McLeroy argues that some of the trial court’s statements relied on “hearsay within hearsay”
because they are statements from either police reports or CPS referrals contained within CPS
records. Br. of Appellant at 9. But even assuming without deciding that the challenged CPS
records and statements contained therein are hearsay, McLeroy has not explained why we should
consider the oral ruling nor how the written ruling is ambiguous. Because we refer to the oral
ruling only when the trial court’s written ruling is ambiguous and there is no argument here that
the written findings and conclusions are ambiguous, we do not consider the court’s oral ruling.

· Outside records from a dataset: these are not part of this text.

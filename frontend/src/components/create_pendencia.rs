use crate::auth::{call, use_auth};
use crate::components::icons::*;
use crate::components::layout::AppShell;
use crate::components::notice::{Notifier, Toast};
use crate::components::pendencia_modals::PhotoInput;
use crate::web::router::use_router;
use cn19::AppRoute;
use cn19::shared::protocol::{CreatePendenciaRequest, GetFormConfigRequest, SitesRequest};
use cn19::shared::{FormConfig, Tipo};
use leptos::prelude::*;
use leptos::task::spawn_local;

#[component]
pub fn CreatePendenciaPage() -> impl IntoView {
    let auth = use_auth();
    let router = use_router();
    let notifier = Notifier::new();

    let (form_config, set_form_config) = signal(FormConfig::default());
    let (known_sites, set_known_sites) = signal(Vec::<String>::new());

    let (site, set_site) = signal(String::new());
    let (ami, set_ami) = signal(String::new());
    let (tipo, set_tipo) = signal(Tipo::Energia);
    let (subtipo, set_subtipo) = signal(String::new());
    let (observacoes, set_observacoes) = signal(String::new());
    let (photo, set_photo) = signal(Option::<String>::None);
    let (saving, set_saving) = signal(false);

    spawn_local(async move {
        match call(&auth, GetFormConfigRequest).await {
            Ok(config) => set_form_config.set(config),
            Err(e) => tracing::debug!(error = %e, "form config unavailable, using defaults"),
        }
        if let Ok(resp) = call(&auth, SitesRequest).await {
            set_known_sites.set(resp.sites);
        }
    });

    let on_submit = move |ev: leptos::ev::SubmitEvent| {
        ev.prevent_default();
        let req = CreatePendenciaRequest {
            site: site.get(),
            ami: Some(ami.get()),
            tipo: tipo.get(),
            subtipo: subtipo.get(),
            observacoes: observacoes.get(),
            foto_base64: photo.get().unwrap_or_default(),
        };
        let req = match req.normalized() {
            Ok(req) => req,
            Err(e) => {
                notifier.error(e.to_string());
                return;
            }
        };

        set_saving.set(true);
        spawn_local(async move {
            match call(&auth, req).await {
                Ok(created) => {
                    tracing::info!(id = %created.id, site = %created.site, "pendencia created");
                    router.navigate(AppRoute::Dashboard.to_path());
                }
                Err(e) => notifier.api_error(&e, "Erro ao criar pendência"),
            }
            set_saving.set(false);
        });
    };

    let options = move || form_config.with(|c| c.options_for(tipo.get()).to_vec());

    view! {
        <AppShell>
            <Toast notifier=notifier />
            <div class="card bg-base-100 shadow-xl max-w-3xl mx-auto">
                <form class="card-body space-y-2" on:submit=on_submit>
                    <h1 class="card-title text-2xl">"Nova pendência"</h1>
                    <div class="grid grid-cols-1 md:grid-cols-2 gap-4">
                        <div class="form-control">
                            <label class="label" for="site"><span class="label-text">"Site *"</span></label>
                            <input id="site" type="text" list="known-sites" class="input input-bordered"
                                prop:value=site on:input=move |ev| set_site.set(event_target_value(&ev)) />
                            <datalist id="known-sites">
                                {move || known_sites.get().into_iter().map(|s| view! { <option value=s></option> }).collect_view()}
                            </datalist>
                        </div>
                        <div class="form-control">
                            <label class="label" for="ami"><span class="label-text">"AMI"</span></label>
                            <input id="ami" type="text" class="input input-bordered"
                                prop:value=ami on:input=move |ev| set_ami.set(event_target_value(&ev)) />
                        </div>
                    </div>
                    <div class="form-control">
                        <label class="label"><span class="label-text">"Tipo *"</span></label>
                        <div class="join">
                            {Tipo::ALL.into_iter().map(|t| view! {
                                <button type="button"
                                    class=move || if tipo.get() == t { "btn join-item btn-primary" } else { "btn join-item" }
                                    on:click=move |_| {
                                        set_tipo.set(t);
                                        set_subtipo.set(String::new());
                                    }>
                                    {t.as_str()}
                                </button>
                            }).collect_view()}
                        </div>
                    </div>
                    <div class="form-control">
                        <label class="label"><span class="label-text">"Subtipo *"</span></label>
                        <select class="select select-bordered" on:change=move |ev| set_subtipo.set(event_target_value(&ev))>
                            <option value="" selected=move || subtipo.with(String::is_empty)>"Selecione o subtipo"</option>
                            {move || options().into_iter().map(|o| {
                                let value = o.clone();
                                view! { <option value=o.clone() selected=move || subtipo.get() == value>{o}</option> }
                            }).collect_view()}
                        </select>
                    </div>
                    <div class="form-control">
                        <label class="label" for="obs"><span class="label-text">"Observações *"</span></label>
                        <textarea id="obs" class="textarea textarea-bordered h-28"
                            prop:value=observacoes on:input=move |ev| set_observacoes.set(event_target_value(&ev))></textarea>
                    </div>
                    <PhotoInput label="Foto *" photo=photo set_photo=set_photo />
                    <div class="card-actions justify-end pt-4">
                        <button type="button" class="btn btn-ghost" on:click=move |_| router.navigate(AppRoute::Dashboard.to_path())>
                            "Cancelar"
                        </button>
                        <button type="submit" class="btn btn-primary gap-2" disabled=move || saving.get()>
                            <Plus attr:class="h-4 w-4" />
                            {move || if saving.get() { "Salvando..." } else { "Criar pendência" }}
                        </button>
                    </div>
                </form>
            </div>
        </AppShell>
    }
}
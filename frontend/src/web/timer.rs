//! 定时器实现

use async_trait::async_trait;
use cn19::Timer;
use gloo_timers::future::TimeoutFuture;
use std::time::Duration;

/// 基于 `setTimeout` 的休眠
#[derive(Clone, Copy, Default)]
pub struct BrowserTimer;

#[async_trait(?Send)]
impl Timer for BrowserTimer {
    async fn sleep(&self, duration: Duration) {
        let millis = u32::try_from(duration.as_millis()).unwrap_or(u32::MAX);
        TimeoutFuture::new(millis).await;
    }
}
use leptos::prelude::*;
use cn19_frontend::App;

// Use lol_alloc as the global allocator for smaller WASM size
#[cfg(target_arch = "wasm32")]
use lol_alloc::{AssumeSingleThreaded, FreeListAllocator};

#[cfg(target_arch = "wasm32")]
#[global_allocator]
static ALLOCATOR: AssumeSingleThreaded<FreeListAllocator> =
    unsafe { AssumeSingleThreaded::new(FreeListAllocator::new()) };

pub fn main() {
    console_error_panic_hook::set_once();
    cn19_frontend::logging::init();
    mount_to_body(App);
}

C.M., 118 Wn. App. at 650.
Thus, McLeroy’s claim that the trial court improperly considered hearsay in its oral ruling
fails. See C.M., 118 Wn. App. at 650.
C. WRITTEN FINDINGS
Related to her hearsay argument, McLeroy challenges portions of written findings that
allegedly rely on improper hearsay evidence. She argues that these erroneous findings were relied
upon to support the trial court’s conclusion that CJM’s present environment was harmful to his
health. Assuming, without deciding, that the CPS records and statements contained therein were
improperly admitted hearsay, any error is harmless because the allegedly improper evidence is
either merely cumulative to unchallenged evidence or unnecessary to support the trial court’s
modification decision.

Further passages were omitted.